** Opening GIVEN INFORMATION block **
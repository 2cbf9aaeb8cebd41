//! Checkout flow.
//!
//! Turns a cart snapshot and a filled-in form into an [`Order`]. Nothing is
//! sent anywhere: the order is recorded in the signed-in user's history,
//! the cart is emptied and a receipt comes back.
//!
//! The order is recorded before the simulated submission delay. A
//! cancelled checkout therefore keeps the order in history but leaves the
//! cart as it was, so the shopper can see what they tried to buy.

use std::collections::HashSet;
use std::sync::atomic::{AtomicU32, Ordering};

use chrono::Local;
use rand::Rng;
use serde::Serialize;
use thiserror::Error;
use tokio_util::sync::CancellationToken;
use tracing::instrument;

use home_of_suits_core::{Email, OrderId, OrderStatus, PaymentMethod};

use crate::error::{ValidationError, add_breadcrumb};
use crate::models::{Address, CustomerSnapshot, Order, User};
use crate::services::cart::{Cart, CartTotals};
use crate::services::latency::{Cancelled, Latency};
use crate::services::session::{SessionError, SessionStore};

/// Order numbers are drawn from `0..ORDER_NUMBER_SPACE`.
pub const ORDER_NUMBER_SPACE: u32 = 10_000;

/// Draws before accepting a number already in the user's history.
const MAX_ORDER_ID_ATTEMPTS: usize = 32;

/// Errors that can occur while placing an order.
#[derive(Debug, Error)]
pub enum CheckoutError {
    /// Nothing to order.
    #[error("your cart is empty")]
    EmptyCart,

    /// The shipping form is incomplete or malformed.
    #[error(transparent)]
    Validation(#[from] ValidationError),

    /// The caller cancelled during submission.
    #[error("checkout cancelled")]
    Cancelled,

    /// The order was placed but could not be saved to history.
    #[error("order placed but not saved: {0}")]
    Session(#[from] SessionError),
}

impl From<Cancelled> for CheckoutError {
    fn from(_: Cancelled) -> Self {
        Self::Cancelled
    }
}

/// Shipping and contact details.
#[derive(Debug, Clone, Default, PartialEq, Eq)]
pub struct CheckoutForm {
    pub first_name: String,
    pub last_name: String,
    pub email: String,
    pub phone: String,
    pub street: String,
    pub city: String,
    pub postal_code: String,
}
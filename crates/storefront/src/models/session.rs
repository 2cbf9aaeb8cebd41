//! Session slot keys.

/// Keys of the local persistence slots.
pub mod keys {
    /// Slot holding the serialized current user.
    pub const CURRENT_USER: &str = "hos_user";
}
** Closing GIVEN INFORMATION block **
** Opening GIVEN INFORMATION block **
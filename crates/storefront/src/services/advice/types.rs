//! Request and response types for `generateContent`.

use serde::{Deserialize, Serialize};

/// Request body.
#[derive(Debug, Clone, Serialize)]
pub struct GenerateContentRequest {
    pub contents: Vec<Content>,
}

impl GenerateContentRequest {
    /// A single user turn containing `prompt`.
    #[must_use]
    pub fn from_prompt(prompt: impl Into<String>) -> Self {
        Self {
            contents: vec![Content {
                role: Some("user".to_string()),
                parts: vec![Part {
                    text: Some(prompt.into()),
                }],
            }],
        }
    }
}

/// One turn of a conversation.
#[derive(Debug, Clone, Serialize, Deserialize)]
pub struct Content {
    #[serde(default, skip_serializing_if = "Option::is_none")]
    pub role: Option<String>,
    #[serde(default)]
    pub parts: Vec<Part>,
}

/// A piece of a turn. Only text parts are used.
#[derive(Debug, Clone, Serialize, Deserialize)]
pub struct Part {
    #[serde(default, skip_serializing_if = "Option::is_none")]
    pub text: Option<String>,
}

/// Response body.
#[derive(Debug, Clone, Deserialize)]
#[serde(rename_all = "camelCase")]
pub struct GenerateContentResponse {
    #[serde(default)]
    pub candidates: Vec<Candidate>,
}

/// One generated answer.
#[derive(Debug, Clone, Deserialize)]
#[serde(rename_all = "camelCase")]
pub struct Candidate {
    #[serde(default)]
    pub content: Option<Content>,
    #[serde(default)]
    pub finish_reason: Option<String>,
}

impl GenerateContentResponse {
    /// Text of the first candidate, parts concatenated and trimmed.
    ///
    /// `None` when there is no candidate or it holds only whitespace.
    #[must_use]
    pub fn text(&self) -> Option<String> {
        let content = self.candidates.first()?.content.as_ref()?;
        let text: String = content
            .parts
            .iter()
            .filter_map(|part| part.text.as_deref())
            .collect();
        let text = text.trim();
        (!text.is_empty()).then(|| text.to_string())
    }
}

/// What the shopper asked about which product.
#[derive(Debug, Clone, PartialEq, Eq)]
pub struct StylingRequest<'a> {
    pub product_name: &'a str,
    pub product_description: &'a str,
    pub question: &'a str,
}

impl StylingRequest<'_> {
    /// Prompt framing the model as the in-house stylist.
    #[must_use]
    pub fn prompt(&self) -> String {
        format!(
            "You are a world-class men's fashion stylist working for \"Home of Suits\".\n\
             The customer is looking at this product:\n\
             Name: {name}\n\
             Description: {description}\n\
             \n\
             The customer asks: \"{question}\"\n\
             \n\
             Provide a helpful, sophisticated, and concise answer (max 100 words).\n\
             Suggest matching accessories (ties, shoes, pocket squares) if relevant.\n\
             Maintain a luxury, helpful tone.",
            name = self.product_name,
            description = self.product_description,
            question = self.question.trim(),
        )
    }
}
** Closing GIVEN INFORMATION block **
** Opening GIVEN INFORMATION block **
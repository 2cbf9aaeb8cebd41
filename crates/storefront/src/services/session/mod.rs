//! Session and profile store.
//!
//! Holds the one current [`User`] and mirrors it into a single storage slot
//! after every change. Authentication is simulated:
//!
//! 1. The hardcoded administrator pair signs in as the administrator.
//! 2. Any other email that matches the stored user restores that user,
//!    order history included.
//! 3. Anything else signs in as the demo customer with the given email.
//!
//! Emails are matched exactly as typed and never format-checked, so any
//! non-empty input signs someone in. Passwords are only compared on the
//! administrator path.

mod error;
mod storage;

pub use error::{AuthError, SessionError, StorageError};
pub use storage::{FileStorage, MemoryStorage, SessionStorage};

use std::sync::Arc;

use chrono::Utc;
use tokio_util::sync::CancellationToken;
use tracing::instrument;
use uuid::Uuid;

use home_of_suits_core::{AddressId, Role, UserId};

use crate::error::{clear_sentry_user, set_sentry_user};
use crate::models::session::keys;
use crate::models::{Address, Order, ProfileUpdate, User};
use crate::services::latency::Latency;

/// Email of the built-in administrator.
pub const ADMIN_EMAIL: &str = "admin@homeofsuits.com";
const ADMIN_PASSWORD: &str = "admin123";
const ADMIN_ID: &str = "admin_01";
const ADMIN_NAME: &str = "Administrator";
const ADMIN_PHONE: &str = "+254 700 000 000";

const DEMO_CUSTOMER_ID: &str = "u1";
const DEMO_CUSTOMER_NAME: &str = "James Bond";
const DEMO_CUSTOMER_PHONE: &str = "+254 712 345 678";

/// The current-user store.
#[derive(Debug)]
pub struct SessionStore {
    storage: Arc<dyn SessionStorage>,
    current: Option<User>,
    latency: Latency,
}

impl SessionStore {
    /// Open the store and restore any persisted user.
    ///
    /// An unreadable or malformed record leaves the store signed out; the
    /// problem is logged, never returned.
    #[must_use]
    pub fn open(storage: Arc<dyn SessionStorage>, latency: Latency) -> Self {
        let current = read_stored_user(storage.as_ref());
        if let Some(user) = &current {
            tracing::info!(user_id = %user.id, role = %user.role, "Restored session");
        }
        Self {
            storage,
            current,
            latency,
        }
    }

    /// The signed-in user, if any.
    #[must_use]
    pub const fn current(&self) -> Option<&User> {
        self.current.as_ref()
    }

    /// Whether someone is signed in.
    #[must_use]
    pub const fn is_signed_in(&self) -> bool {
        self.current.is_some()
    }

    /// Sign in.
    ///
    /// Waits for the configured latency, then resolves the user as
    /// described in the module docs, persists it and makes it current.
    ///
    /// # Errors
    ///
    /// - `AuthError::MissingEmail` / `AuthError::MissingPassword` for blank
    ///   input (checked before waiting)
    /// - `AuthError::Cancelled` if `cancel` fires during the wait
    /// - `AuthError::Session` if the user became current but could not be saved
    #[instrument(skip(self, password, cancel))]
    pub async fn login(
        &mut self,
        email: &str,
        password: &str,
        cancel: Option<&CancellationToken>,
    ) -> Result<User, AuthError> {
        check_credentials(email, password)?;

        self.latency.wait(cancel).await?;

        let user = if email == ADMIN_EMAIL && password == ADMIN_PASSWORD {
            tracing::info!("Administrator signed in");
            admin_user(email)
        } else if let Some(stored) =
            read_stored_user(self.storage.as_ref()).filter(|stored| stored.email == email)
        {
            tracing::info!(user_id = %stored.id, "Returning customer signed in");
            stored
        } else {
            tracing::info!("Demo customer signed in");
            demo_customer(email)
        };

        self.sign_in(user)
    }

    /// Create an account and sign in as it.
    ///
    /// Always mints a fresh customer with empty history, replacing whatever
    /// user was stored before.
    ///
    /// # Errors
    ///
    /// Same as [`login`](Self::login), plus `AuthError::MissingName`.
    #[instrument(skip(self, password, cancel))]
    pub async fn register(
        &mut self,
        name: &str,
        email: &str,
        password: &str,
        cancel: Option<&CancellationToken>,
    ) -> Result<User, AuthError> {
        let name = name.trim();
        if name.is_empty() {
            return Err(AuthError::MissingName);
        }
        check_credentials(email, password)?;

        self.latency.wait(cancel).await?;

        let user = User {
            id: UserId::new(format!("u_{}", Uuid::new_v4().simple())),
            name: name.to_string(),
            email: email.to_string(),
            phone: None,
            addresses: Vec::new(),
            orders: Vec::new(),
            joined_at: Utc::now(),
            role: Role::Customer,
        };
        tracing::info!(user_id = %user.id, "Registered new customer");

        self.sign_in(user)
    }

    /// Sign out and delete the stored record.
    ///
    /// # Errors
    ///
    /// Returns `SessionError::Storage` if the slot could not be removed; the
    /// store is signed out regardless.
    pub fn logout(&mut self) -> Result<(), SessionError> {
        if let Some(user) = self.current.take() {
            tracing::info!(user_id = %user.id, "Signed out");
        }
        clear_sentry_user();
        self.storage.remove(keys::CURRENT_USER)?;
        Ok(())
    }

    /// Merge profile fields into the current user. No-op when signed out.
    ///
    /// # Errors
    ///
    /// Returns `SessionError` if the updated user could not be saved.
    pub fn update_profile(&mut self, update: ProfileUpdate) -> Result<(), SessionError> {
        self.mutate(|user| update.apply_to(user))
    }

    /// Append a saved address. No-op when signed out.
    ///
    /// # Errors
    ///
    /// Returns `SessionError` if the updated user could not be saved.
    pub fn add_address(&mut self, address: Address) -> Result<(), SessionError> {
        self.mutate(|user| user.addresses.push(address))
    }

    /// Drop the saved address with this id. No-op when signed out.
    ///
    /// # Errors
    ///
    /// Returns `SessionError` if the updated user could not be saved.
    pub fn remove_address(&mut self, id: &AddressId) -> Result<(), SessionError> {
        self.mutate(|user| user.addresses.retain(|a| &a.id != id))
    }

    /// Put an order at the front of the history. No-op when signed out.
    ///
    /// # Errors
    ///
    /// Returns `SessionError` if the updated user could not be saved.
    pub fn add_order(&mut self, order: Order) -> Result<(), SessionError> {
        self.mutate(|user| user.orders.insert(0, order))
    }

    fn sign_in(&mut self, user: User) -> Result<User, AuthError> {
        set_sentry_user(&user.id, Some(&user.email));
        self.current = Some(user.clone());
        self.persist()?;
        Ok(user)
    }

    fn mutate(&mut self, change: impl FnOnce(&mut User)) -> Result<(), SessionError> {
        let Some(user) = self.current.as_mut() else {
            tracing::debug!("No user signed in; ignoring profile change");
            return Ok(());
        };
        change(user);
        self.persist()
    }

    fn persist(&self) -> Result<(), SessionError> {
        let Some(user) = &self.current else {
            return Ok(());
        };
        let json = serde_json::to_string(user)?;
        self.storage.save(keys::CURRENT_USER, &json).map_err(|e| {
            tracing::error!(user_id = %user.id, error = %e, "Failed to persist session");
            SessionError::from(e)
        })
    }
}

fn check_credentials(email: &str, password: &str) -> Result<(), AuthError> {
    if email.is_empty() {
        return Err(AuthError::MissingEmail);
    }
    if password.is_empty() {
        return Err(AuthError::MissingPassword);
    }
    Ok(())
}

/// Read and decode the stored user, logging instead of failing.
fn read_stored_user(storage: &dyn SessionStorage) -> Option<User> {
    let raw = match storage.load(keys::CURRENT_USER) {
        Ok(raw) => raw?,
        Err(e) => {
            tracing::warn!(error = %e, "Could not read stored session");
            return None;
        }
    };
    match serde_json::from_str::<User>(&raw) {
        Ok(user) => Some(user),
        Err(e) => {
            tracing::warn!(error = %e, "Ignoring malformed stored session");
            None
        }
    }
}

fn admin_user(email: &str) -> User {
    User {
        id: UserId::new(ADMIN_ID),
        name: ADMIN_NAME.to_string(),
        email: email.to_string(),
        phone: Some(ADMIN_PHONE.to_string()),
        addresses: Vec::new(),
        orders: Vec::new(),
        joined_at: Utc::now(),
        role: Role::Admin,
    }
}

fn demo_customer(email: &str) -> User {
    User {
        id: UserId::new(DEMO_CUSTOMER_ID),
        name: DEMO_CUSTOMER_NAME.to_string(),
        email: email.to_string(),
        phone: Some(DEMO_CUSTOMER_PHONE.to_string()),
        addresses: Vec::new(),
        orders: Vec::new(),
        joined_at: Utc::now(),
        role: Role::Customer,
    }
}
** Closing GIVEN INFORMATION block **
◆ TASK ITEM
Retype the portion of the data above that starts on the line with "const DEMO_CUSTOMER_PHONE: &str" and finishes on the line with "pub const fn current(&self)", including both of those lines.

◆ FINAL ANSWER
const DEMO_CUSTOMER_PHONE: &str = "+254 712 345 678";

/// The current-user store.
#[derive(Debug)]
pub struct SessionStore {
    storage: Arc<dyn SessionStorage>,
    current: Option<User>,
    latency: Latency,
}

impl SessionStore {
    /// Open the store and restore any persisted user.
    ///
    /// An unreadable or malformed record leaves the store signed out; the
    /// problem is logged, never returned.
    #[must_use]
    pub fn open(storage: Arc<dyn SessionStorage>, latency: Latency) -> Self {
        let current = read_stored_user(storage.as_ref());
        if let Some(user) = &current {
            tracing::info!(user_id = %user.id, role = %user.role, "Restored session");
        }
        Self {
            storage,
            current,
            latency,
        }
    }

    /// The signed-in user, if any.
    #[must_use]
    pub const fn current(&self) -> Option<&User> {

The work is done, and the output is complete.